Fixed font v multiple fonts

todd glassey todd.glassey at worldnet.att.net
Thu Jul 10 07:56:44 CEST 2003


The real problem Phillip is that you are right. The IETF is a an empire and
it will fall - but there are too many people that have their entire lives
and their income dependant on keeping the IETF ass it is today, and in a
state where they and ONLY THEY, make the calls.

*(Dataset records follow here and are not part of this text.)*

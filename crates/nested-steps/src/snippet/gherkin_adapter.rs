//! Snippet parsing through the full Gherkin grammar.

use gherkin::GherkinEnv;
use log::debug;
use nested_steps_patterns::StepKeyword;

use super::docstring::Fence;
use super::{InvocationRecord, ParseErrorKind, SnippetGrammar, SnippetParseError};
use crate::argument::RawArgument;

const PREAMBLE: &str = "Feature: nested steps\n  Scenario: nested steps\n";
const PREAMBLE_LINES: usize = 2;
const INDENT: &str = "    ";

/// Parses snippets with the `gherkin` crate by wrapping them in a synthetic
/// feature and scenario.
///
/// Keywords are English. Doc strings are read back from the snippet's own
/// fence lines, so content and content type come out exactly as
/// [`SnippetParser`](super::SnippetParser) reports them.
///
/// # Examples
/// ```
/// use nested_steps::{GherkinGrammar, SnippetGrammar};
///
/// let records = GherkinGrammar
///     .parse("Given a user\n  | name |\n  | Susan |\nThen it works")
///     .unwrap_or_else(|err| panic!("{err}"));
/// assert_eq!(records.len(), 2);
/// ```
#[derive(Debug, Clone, Copy, Default)]
pub struct GherkinGrammar;

impl SnippetGrammar for GherkinGrammar {
    fn parse(&self, snippet: &str) -> Result<Vec<InvocationRecord>, SnippetParseError> {
        let mut source = String::from(PREAMBLE);
        for line in snippet.lines() {
            source.push_str(INDENT);
            source.push_str(line);
            source.push('\n');
        }

        let feature = gherkin::Feature::parse(source.as_str(), GherkinEnv::default())
            .map_err(|error| {
                let details = error.to_string();
                let line_number = reported_line(&details);
                grammar_error(snippet, line_number, ParseErrorKind::Grammar { details })
            })?;
        let steps = feature
            .scenarios
            .into_iter()
            .flat_map(|scenario| scenario.steps);

        let mut records = Vec::new();
        for step in steps {
            let line_number = snippet_line(&source, step.span.start);
            let keyword = step
                .keyword
                .trim()
                .parse::<StepKeyword>()
                .or_else(|_| StepKeyword::try_from(step.ty))
                .map_err(|error| {
                    grammar_error(
                        snippet,
                        Some(line_number),
                        ParseErrorKind::Grammar {
                            details: error.to_string(),
                        },
                    )
                })?;
            let raw_argument = match (step.table, step.docstring) {
                (Some(_), Some(_)) => {
                    return Err(grammar_error(
                        snippet,
                        Some(line_number),
                        ParseErrorKind::DuplicateArgument,
                    ));
                }
                (Some(table), None) => Some(RawArgument::Table { rows: table.rows }),
                (None, Some(docstring)) => Some(
                    literal_block(snippet, line_number)
                        .unwrap_or_else(|| tagged_docstring(&docstring)),
                ),
                (None, None) => None,
            };
            records.push(InvocationRecord {
                text: step.value,
                raw_argument,
                line_number,
                keyword,
            });
        }
        debug!("gherkin grammar parsed {} step(s) from snippet", records.len());
        Ok(records)
    }
}

fn snippet_line(source: &str, offset: usize) -> usize {
    let preceding = source
        .char_indices()
        .take_while(|&(index, _)| index < offset)
        .filter(|&(_, c)| c == '\n')
        .count();
    preceding.saturating_sub(PREAMBLE_LINES) + 1
}

/// Read the fenced block following the step on `step_line` straight from the
/// snippet.
fn literal_block(snippet: &str, step_line: usize) -> Option<RawArgument> {
    let mut lines = snippet.lines().skip(step_line);
    let fence = loop {
        let line = lines.next()?;
        let trimmed = line.trim();
        if trimmed.is_empty() || trimmed.starts_with('#') {
            continue;
        }
        break Fence::open(line)?;
    };
    fence.read(lines).ok()
}

/// `gherkin` keeps the fence tag as the first docstring line.
fn tagged_docstring(docstring: &str) -> RawArgument {
    let (tag, body) = docstring.split_once('\n').unwrap_or((docstring, ""));
    let tag = tag.trim();
    RawArgument::LiteralBlock {
        content: body.trim_end_matches('\n').to_owned(),
        content_type: (!tag.is_empty()).then(|| tag.to_owned()),
    }
}

/// Source line from a `gherkin` message of the form `Error at L:C: ...`.
fn reported_line(details: &str) -> Option<usize> {
    let (line, _) = details.strip_prefix("Error at ")?.split_once(':')?;
    line.parse::<usize>()
        .ok()?
        .checked_sub(PREAMBLE_LINES)
        .filter(|&line| line > 0)
}

fn grammar_error(
    snippet: &str,
    line_number: Option<usize>,
    kind: ParseErrorKind,
) -> SnippetParseError {
    let lines: Vec<&str> = snippet.lines().collect();
    let located = line_number.and_then(|number| {
        let number = number.min(lines.len());
        let line = lines.get(number.checked_sub(1)?)?;
        Some((number, *line))
    });
    let (line_number, line) = located.unwrap_or_else(|| {
        lines
            .iter()
            .enumerate()
            .find(|(_, line)| !line.trim().is_empty())
            .map_or((1, ""), |(index, line)| (index + 1, *line))
    });
    SnippetParseError::new(line_number, line, kind)
}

I harken this to the last days of Rome - and I wonder how this city will be
'sacked'

Todd


----- Original Message ----- 
From: "Hallam-Baker, Phillip" <pbaker at verisign.com>
To: "'Lars-Erik Jonsson (LU/EAB)'" <lars-erik.jonsson at ericsson.com>; "Keith
Moore" <moore at cs.utk.edu>; "Hallam-Baker, Phillip" <pbaker at verisign.com>
Cc: <problem-statement at alvestrand.no>
Sent: Thursday, July 10, 2003 6:18 AM
Subject: RE: Fixed font v multiple fonts


>
> > I totally agree with Keith here, this is not a subject for this WG.
>
> Apparently on the grounds that you don't think it is a problem.
>
> The PROBLEM I see with the IETF is that the top down management insists on
> having its way on every damn last thing. Including this issue.
>
> If the IETF establishment won't even budge on this one then there is zero
> value to the rest of PROBLEM.
>
>
> > Regarding the RFC document format, the RFC ASCII format is in
> > my opinion outstanding, compared to the complicated
> > formatting rules used by other organizations where you waste
> > lots of time just on getting the document format right.
>
>
> I have never spent half as much time getting a document format right as I
> have for the IETF. Even the W3C rules for HTML are not as much hassle.
>
> Again, the issue is who gets to decide.